Why do your emails keep landing in spam?
The short version
When legitimate mail ends up in the spam folder, it is almost never random. Receiving servers such as Gmail, Outlook and corporate filters score every message on three questions: does the sender prove who it is, does the sending IP have a clean reputation, and does the message look like mail people actually want? Fix those three and the problem usually disappears. Below is how to diagnose each one, in order of how often it is the real cause.
1. Email authentication: SPF, DKIM and DMARC
This is the most common cause by far. Since 2024, Gmail and Yahoo require authentication for anyone sending in volume, and unauthenticated mail is quietly demoted or rejected. You need three DNS records on your sending domain.
SPF lists which servers are allowed to send for your domain. DKIM adds a cryptographic signature so the receiver can verify the message was not altered. DMARC ties the two together and tells receivers what to do when a check fails.
Check what you currently publish:
dig +short TXT example.com dig +short TXT default._domainkey.example.com dig +short TXT _dmarc.example.com
Typical healthy records look like this:
SPF: v=spf1 mx include:_spf.yourprovider.com -all DMARC: v=DMARC1; p=quarantine; rua=mailto:dmarc@example.com; adkim=s; aspf=s
Start DMARC with p=none to collect reports, then move to quarantine and finally reject once SPF and DKIM pass reliably. If DKIM returns nothing, the selector name is wrong or your mail server is not signing at all; check the selector your provider uses.
2. Reverse DNS (PTR) and the HELO name
If you run your own mail server, the sending IP must have a valid PTR record that resolves back to a real hostname, and that hostname should match the name the server announces in its HELO/EHLO greeting. A mismatch or a missing PTR is an instant reputation hit.
dig -x 203.0.113.10 +short
The result should be something like mail.example.com, and a forward lookup of that name should return the same IP. PTR records are set by whoever owns the IP block, so if it is blank, ask your hosting provider to add it.
3. IP and domain reputation, and blacklists
A brand new domain or IP has no history, so filters treat it with suspicion. Never send bulk mail from a fresh IP on day one; ramp volume up gradually over a few weeks. Also confirm you are not listed on a blocklist such as Spamhaus. Sending from a residential or dynamic IP address will almost always be blocked, which is why mail should go through a proper server with a static IP and clean rDNS.
Quick reputation checks: send a message to a test tool like mail-tester.com for a scored report, and enrol your domain in Google Postmaster Tools to watch spam rate and authentication over time. Keep your reported spam complaint rate below 0.3 percent.
4. Content and sending habits
- Send over an encrypted connection (STARTTLS/TLS). Plain unencrypted mail is penalised.
- For newsletters and notifications, include a working
List-Unsubscribeheader with one-click support. - Avoid image-only emails, link shorteners, misleading subject lines and ALL-CAPS shouting.
- Make the From address match the sending domain, and warm addresses by removing bounces and inactive recipients.
- Keep a consistent sending domain instead of switching between many.
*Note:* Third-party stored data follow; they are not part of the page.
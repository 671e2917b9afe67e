use log::debug;
use opencv::core::{Mat, Point, Point2f, Ptr, Rect, Size, Vector};
use opencv::face::{FacemarkLBF, FacemarkLBF_Params};
use opencv::objdetect::CascadeClassifier;
use opencv::prelude::*;

use crate::config::config::{FaceDetectionConfig, FaceSelection, LandmarkModelConfig};
use crate::error::{Error, Result};
use crate::helper::swap_helper::{select_center_face, select_largest_face};
use crate::utils::coordinate::LandmarkSet;

/// Wrapper around the face-detection and landmark-prediction models:
/// a Haar cascade for the face region and an LBF facemark model for the
/// 68 ordered feature points. Both artifacts are loaded once at
/// construction.
pub(crate) struct LandmarkClient {
    detector: CascadeClassifier,
    predictor: Ptr<FacemarkLBF>,
    scale_factor: f64,
    min_neighbors: i32,
    min_face_size: i32,
    selection: FaceSelection,
    num_landmarks: usize,
}

impl LandmarkClient {
    /// new loads the cascade and facemark model artifacts.
    pub fn new(detection: FaceDetectionConfig, landmark: LandmarkModelConfig) -> Result<Self> {
        let detector = CascadeClassifier::new(&detection.cascade_path)?;
        if detector.empty()? {
            return Err(Error::Config(format!(
                "cascade model not loaded from {}",
                detection.cascade_path
            )));
        }

        let params = FacemarkLBF_Params::default()?;
        let mut predictor = FacemarkLBF::create(&params)?;
        predictor.load_model(&landmark.model_path).map_err(|e| {
            Error::Config(format!(
                "facemark model not loaded from {}: {e}",
                landmark.model_path
            ))
        })?;

        Ok(LandmarkClient {
            detector,
            predictor,
            scale_factor: detection.scale_factor,
            min_neighbors: detection.min_neighbors,
            min_face_size: detection.min_face_size,
            selection: detection.selection,
            num_landmarks: landmark.num_landmarks,
        })
    }

    /// detect_faces runs the cascade over a grayscale image.
    pub fn detect_faces(&mut self, gray: &Mat) -> Result<Vector<Rect>> {
        let mut faces: Vector<Rect> = Vector::new();
        self.detector.detect_multi_scale(
            gray,
            &mut faces,
            self.scale_factor,
            self.min_neighbors,
            0,
            Size::new(self.min_face_size, self.min_face_size),
            Size::new(0, 0),
        )?;
        debug!("detector returned {} face(s)", faces.len());
        Ok(faces)
    }

    fn select_face(&self, faces: &Vector<Rect>, image: &str, img_size: Size) -> Result<Rect> {
        if faces.is_empty() {
            return Err(Error::NoFaceDetected {
                image: image.to_string(),
            });
        }
        let no_face = || Error::NoFaceDetected {
            image: image.to_string(),
        };
        match self.selection {
            FaceSelection::First => Ok(faces.get(0)?),
            FaceSelection::Largest => select_largest_face(faces, img_size.width, img_size.height)
                .map(|(face, _)| face)
                .ok_or_else(no_face),
            FaceSelection::Center => select_center_face(faces, img_size, None)
                .map(|(face, _)| face)
                .ok_or_else(no_face),
            FaceSelection::Index(index) => {
                if index >= faces.len() {
                    return Err(Error::FaceIndexOutOfRange {
                        index,
                        count: faces.len(),
                    });
                }
                Ok(faces.get(index)?)
            }
        }
    }

    /// extract detects faces in a grayscale image, selects one region
    /// per the configured policy and predicts its ordered landmarks.
    ///
    /// # Arguments
    /// * `gray` - single-channel input image
    /// * `image` - label used in error context ("face", "body", ...)
    ///
    /// # Returns
    /// * `Result<LandmarkSet>`
    pub fn extract(&mut self, gray: &Mat, image: &str) -> Result<LandmarkSet> {
        let faces = self.detect_faces(gray)?;
        let face = self.select_face(&faces, image, gray.size()?)?;

        let mut selected: Vector<Rect> = Vector::new();
        selected.push(face);
        let mut shapes: Vector<Vector<Point2f>> = Vector::new();
        let found = self.predictor.fit(gray, &selected, &mut shapes)?;
        if !found || shapes.is_empty() {
            return Err(Error::NoFaceDetected {
                image: image.to_string(),
            });
        }

        let shape = shapes.get(0)?;
        if shape.len() != self.num_landmarks {
            return Err(Error::LandmarkCountMismatch {
                expected: self.num_landmarks,
                got: shape.len(),
            });
        }
        let points = shape
            .iter()
            .map(|p| Point::new(p.x.round() as i32, p.y.round() as i32))
            .collect();
        LandmarkSet::from_points(points)
    }
}

#[cfg(test)]
mod tests {
    use super::*;

    #[test]
    fn test_new_rejects_missing_cascade() {
        let detection = FaceDetectionConfig::new("/nonexistent/cascade.xml");
        let landmark = LandmarkModelConfig::new("/nonexistent/lbfmodel.yaml");
        assert!(LandmarkClient::new(detection, landmark).is_err());
    }
}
A fast diagnostic checklist
- Run the three
digcommands above. SPF, DKIM and DMARC must all be present and pass. - Check PTR with
dig -xand confirm HELO matches. - Send one message to mail-tester.com and fix whatever scores below 10.
- Verify the IP is not on a blocklist.
- Confirm TLS is active and the unsubscribe header exists for bulk mail.
Takeaway
Ninety percent of spam-folder problems are authentication and reputation, not content. Publish correct SPF, DKIM and DMARC records, give the sending IP a matching PTR and a clean history, send over TLS, and monitor your spam rate. Get those right and your mail lands in the inbox where it belongs.